Worker Shortages Plague Defense Industrial Base (Source: Forbes)
Defense expert Loren Thompson reviews the National Defense Industrial Strategy, highlighting ongoing workforce shortages. The U.S. is facing significant challenges in its defense industrial base, including workforce shortages and a fragile domestic supply chain, as evidenced by the slow pace of submarine production at the nation's nuclear shipyards and the existence of only one domestic smelter producing high-purity aluminum for military aircraft. (1/22)

Sierra Space Inflatable Module Passes Pressure Test (Source: Space News)
Sierra Space has successfully conducted a burst test on a full-scale version of its Large Integrated Flexible Environment module, an inflatable module designed for commercial space stations, at NASA's Marshall Space Flight Center. The test, which involved inflating the module and increasing internal pressure until it burst, showed that it could withstand pressures significantly exceeding NASA's safety requirements. (1/22)

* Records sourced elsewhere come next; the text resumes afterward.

//! Dictionary objects.

use crate::object::{FromObject, Name, Object};
use rustc_hash::FxHashMap;
use std::fmt;
use std::sync::Arc;

/// A PDF dictionary. Cloning is cheap.
#[derive(Clone, Default, PartialEq)]
pub struct Dict(Arc<FxHashMap<Name, Object>>);

impl Dict {
    /// Create an empty dictionary.
    pub fn new() -> Self {
        Self::default()
    }

    /// Build a dictionary from key/value pairs.
    pub fn from_entries(entries: impl IntoIterator<Item = (Name, Object)>) -> Self {
        Self(Arc::new(entries.into_iter().collect()))
    }

    /// Insert an entry, copying the map if it is shared.
    pub fn insert(&mut self, key: Name, value: Object) {
        Arc::make_mut(&mut self.0).insert(key, value);
    }

    /// Look up a raw entry without resolving references.
    pub fn get_raw(&self, key: &[u8]) -> Option<&Object> {
        self.0.get(key)
    }

    /// Look up an entry and convert it to `T`.
    pub fn get<T: FromObject>(&self, key: &[u8]) -> Option<T> {
        self.get_raw(key).and_then(T::from_object)
    }

    /// Look up the first of several alternative keys, e.g. full and abbreviated forms.
    pub fn get_either<T: FromObject>(&self, first: &[u8], second: &[u8]) -> Option<T> {
        self.get(first).or_else(|| self.get(second))
    }

    /// Whether the key is present.
    pub fn contains_key(&self, key: &[u8]) -> bool {
        self.0.contains_key(key)
    }

    /// The number of entries.
    pub fn len(&self) -> usize {
        self.0.len()
    }

    /// Whether the dictionary has no entries.
    pub fn is_empty(&self) -> bool {
        self.0.is_empty()
    }

    /// Iterate over all entries in unspecified order.
    pub fn entries(&self) -> impl Iterator<Item = (&Name, &Object)> {
        self.0.iter()
    }
}

impl fmt::Debug for Dict {
    fn fmt(&self, f: &mut fmt::Formatter<'_>) -> fmt::Result {
        let mut entries = self.0.iter().collect::<Vec<_>>();
        entries.sort_by(|a, b| a.0.cmp(b.0));
        f.debug_map().entries(entries).finish()
    }
}

/// Dictionary keys.
pub mod keys {
    macro_rules! key {
        ($i:ident, $e:expr) => {
            #[allow(missing_docs)]
            pub const $i: &[u8] = $e;
        };
    }

    key!(ALTERNATE, b"Alternate");
    key!(ANTI_ALIAS, b"AntiAlias");
    key!(ASCENT, b"Ascent");
    key!(BACKGROUND, b"Background");
    key!(BASE_FONT, b"BaseFont");
    key!(BBOX, b"BBox");
    key!(BITS_PER_COMPONENT, b"BitsPerComponent");
    key!(BITS_PER_COORDINATE, b"BitsPerCoordinate");
    key!(BITS_PER_FLAG, b"BitsPerFlag");
    key!(BITS_PER_SAMPLE, b"BitsPerSample");
    key!(BLACK_IS_1, b"BlackIs1");
    key!(BLACK_POINT, b"BlackPoint");
    key!(BOUNDS, b"Bounds");
    key!(C0, b"C0");
    key!(C1, b"C1");
    key!(CA, b"CA");
    key!(CA_NS, b"ca");
    key!(COLORS, b"Colors");
    key!(COLOR_SPACE, b"ColorSpace");
    key!(COLOR_TRANSFORM, b"ColorTransform");
    key!(COLUMNS, b"Columns");
    key!(COORDS, b"Coords");
    key!(D, b"D");
    key!(DECODE, b"Decode");
    key!(DECODE_PARMS, b"DecodeParms");
    key!(DESCENDANT_FONTS, b"DescendantFonts");
    key!(DESCENT, b"Descent");
    key!(DOMAIN, b"Domain");
    key!(DP, b"DP");
    key!(DW, b"DW");
    key!(EARLY_CHANGE, b"EarlyChange");
    key!(ENCODE, b"Encode");
    key!(ENCODING, b"Encoding");
    key!(EXTEND, b"Extend");
    key!(EXT_G_STATE, b"ExtGState");
    key!(F, b"F");
    key!(FILTER, b"Filter");
    key!(FIRST_CHAR, b"FirstChar");
    key!(FL, b"FL");
    key!(FONT, b"Font");
    key!(FONT_DESCRIPTOR, b"FontDescriptor");
    key!(FONT_MATRIX, b"FontMatrix");
    key!(FONT_NAME, b"FontName");
    key!(FORM_TYPE, b"FormType");
    key!(FUNCTION, b"Function");
    key!(FUNCTIONS, b"Functions");
    key!(FUNCTION_TYPE, b"FunctionType");
    key!(GAMMA, b"Gamma");
    key!(GROUP, b"Group");
    key!(HEIGHT, b"Height");
    key!(IMAGE_MASK, b"ImageMask");
    key!(INTERPOLATE, b"Interpolate");
    key!(LAST_CHAR, b"LastChar");
    key!(LC, b"LC");
    key!(LENGTH, b"Length");
    key!(LJ, b"LJ");
    key!(LW, b"LW");
    key!(MASK, b"Mask");
    key!(MATRIX, b"Matrix");
    key!(MATTE, b"Matte");
    key!(MISSING_WIDTH, b"MissingWidth");
    key!(ML, b"ML");
    key!(N, b"N");
    key!(NAME, b"Name");
    key!(PAINT_TYPE, b"PaintType");
    key!(PATTERN, b"Pattern");
    key!(PATTERN_TYPE, b"PatternType");
    key!(PREDICTOR, b"Predictor");
    key!(RANGE, b"Range");
    key!(RESOURCES, b"Resources");
    key!(RI, b"RI");
    key!(SHADING, b"Shading");
    key!(SHADING_TYPE, b"ShadingType");
    key!(SIZE, b"Size");
    key!(SMASK, b"SMask");
    key!(SUBTYPE, b"Subtype");
    key!(TILING_TYPE, b"TilingType");
    key!(TO_UNICODE, b"ToUnicode");
    key!(TYPE, b"Type");
    key!(VERTICES_PER_ROW, b"VerticesPerRow");
    key!(W, b"W");
    key!(WHITE_POINT, b"WhitePoint");
    key!(WIDTH, b"Width");
    key!(WIDTHS, b"Widths");
    key!(X_OBJECT, b"XObject");
    key!(X_STEP, b"XStep");
    key!(Y_STEP, b"YStep");
}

Space Force Sees Heightened Role in US Defense (Source: Space News)
As the US Space Force is navigating an environment of increasing threats to national space assets due to international tension and changing technologies, according to Space Force chief Gen. Chance Saltzman. He emphasized the need for guardians to understand the link between space systems and terrestrial warfare, and to innovate in response to potential threats like Chinese and Russian space weapons. (1/22)

Bill Would Take DOD Contracting Practices Government-Wide (Source: NextGov)
The recently introduced Conforming Procedures for Federal Task and Delivery Order Contracts Act aims to streamline the federal contracting process by reducing complex requirements and expediting proposal evaluations, thereby enabling more small businesses to compete. The proposed legislation focuses on minimizing redundant documentation, applying Defense Department contracting practices to all federal agencies, and accelerating the award process. (1/22)

Albedo Raises $35 Million for Imagery Satellite (Source: Space News)
Albedo raised $35 million to build and launch its first high-resolution Earth-imagery satellite. The company announced a Series A-1 round Tuesday led by Standard Investments. The funding round will allow Albedo to accelerate work on its very low Earth orbit (VLEO) constellation, capable of producing optical images with a resolution of 10 centimeters and thermal imagery at a resolution of two meters. Albedo expects to launch its first satellite in 2025. (1/23)

France's Aldoria Raises $11 Million for SSA (Source: Space News)
Aldoria, a French space situational awareness (SSA) startup, has raised $10.9 million. The company announced its Series A round Tuesday involving several French and European investors. Aldoria, previously known as Share My Space, operates a network of optical telescopes to track space objects. The company will use the funding to expand that network and enhance its ability to process data from that network and other sources. (1/23)

Report Recommends Greater Use of AI for Satellite Data Analysis (Source: Space News)
A new report calls for greater use of artificial intelligence to analyze satellite data. The report, released last week by the World Economic Forum and Deloitte, found a burgeoning demand for data related to climate and sustainability, precision agriculture and ESG reporting requirements. That data is available in many cases from existing Earth observation satellites, but the report found that advances an AI may enable new applications involving such data to make it accessible to a wider range of customers. An Earth observation market panel at the recent WEF forum concluded that there has to be continued dialogue between data suppliers, users and financiers, as these groups may not typically talk to one another. (1/23)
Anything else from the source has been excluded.